Joies et conséquences du plein air
Dans un premier roman très remarqué, Aravind Jayan expose les ravages du numérique. Caustique et efficace à souhait.
Une famille sans histoire, de la classe moyenne du Kerala. Un couple qui a travaillé toute sa vie pour s’offrir une maison, et une nouvelle voiture toute neuve, toute blanche, susceptible d’en mettre plein la vue aux voisins et à la famille.
Seulement voilà, ce qui en met plein la vue aux gens, famille, voisins, amis, à toute la ville, à tout le pays, c’est une vidéo – dont on n’aura jamais le détail – où le fils aîné, Sreenath, apparaît en pleine séance d’intimité avec sa petite amie dans un parc. Dans cette société conservatrice, c’est le scandale…
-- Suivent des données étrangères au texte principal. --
//! Rider and vendor registry endpoints, plus vendor earnings.

use super::{reject, ValidatedJson};
use crate::server::AppState;
use axum::{
	extract::{Path, State},
	http::StatusCode,
	Json,
};
use repair_types::{ApiError, NewRiderRequest, NewVendorRequest, Rider, Vendor, VendorEarnings};

pub async fn register_rider(
	State(state): State<AppState>,
	ValidatedJson(request): ValidatedJson<NewRiderRequest>,
) -> Result<(StatusCode, Json<Rider>), ApiError> {
	let rider = state
		.engine
		.parties()
		.register_rider(request)
		.await
		.map_err(reject)?;
	Ok((StatusCode::CREATED, Json(rider)))
}

pub async fn list_riders(State(state): State<AppState>) -> Result<Json<Vec<Rider>>, ApiError> {
	state.engine.parties().list_riders().await.map(Json).map_err(reject)
}

pub async fn get_rider(
	State(state): State<AppState>,
	Path(id): Path<String>,
) -> Result<Json<Rider>, ApiError> {
	state.engine.parties().get_rider(&id).await.map(Json).map_err(reject)
}

pub async fn register_vendor(
	State(state): State<AppState>,
	ValidatedJson(request): ValidatedJson<NewVendorRequest>,
) -> Result<(StatusCode, Json<Vendor>), ApiError> {
	let vendor = state
		.engine
		.parties()
		.register_vendor(request)
		.await
		.map_err(reject)?;
	Ok((StatusCode::CREATED, Json(vendor)))
}

pub async fn list_vendors(State(state): State<AppState>) -> Result<Json<Vec<Vendor>>, ApiError> {
	state.engine.parties().list_vendors().await.map(Json).map_err(reject)
}

pub async fn get_vendor(
	State(state): State<AppState>,
	Path(id): Path<String>,
) -> Result<Json<Vendor>, ApiError> {
	state.engine.parties().get_vendor(&id).await.map(Json).map_err(reject)
}

/// Handles GET /api/vendors/{id}/earnings.
pub async fn vendor_earnings(
	State(state): State<AppState>,
	Path(id): Path<String>,
) -> Result<Json<VendorEarnings>, ApiError> {
	state
		.engine
		.reports()
		.vendor_earnings(&id)
		.await
		.map(Json)
		.map_err(reject)
}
Connexions, mais liens brisés
« J’ai compris qu’il y avait un problème quand Sreenath a refusé de descendre voir la nouvelle voiture », raconte son petit frère, lecteur de Tchekhov et stagiaire dans un journal en attendant de prendre son envol. En fait de problème, c’est tout l’engrenage des violences numériques. Le jeune couple, de brillants étudiants, a été filmé à son insu et tous deux, elle comme lui, sont désormais au ban de la société. Ils doivent se cacher, quitter la ville, renoncer à leurs projets professionnels. Le dialogue est brisé entre eux et leurs familles. La zizanie s’installe au sein même des familles.
Dans ce premier roman brillant, Aravind Jayan prend le parti de l’humour, même grinçant, pour faire ressentir la profondeur du drame. La vidéo est déjà devenue virale au début du récit, et il observe avec une précision d’entomologiste les relations qui évoluent en conséquence, comme si tous les personnages, quels que soient leur rôle, leur place dans la société et vis-à-vis des protagonistes, étaient pris dans la gigantesque toile d’araignée du net, sans possibilité aucune d’en réchapper. Pour les principaux intéressés, c’est leur vie qui est détruite sans possibilité de réparation. Pour leurs familles, ce sont les efforts d’une vie pour être considérés qui sont mis à mal. Les frères ne se parlent plus. Les mariages ne peuvent plus consacrer une histoire d’amour et deviennent de simples façades de respectabilité artificielle. Une seule question sous-jacente : ceux qui s’indignent et fulminent, ne sont-ils pas les mêmes que ceux qui se rincent l’œil ?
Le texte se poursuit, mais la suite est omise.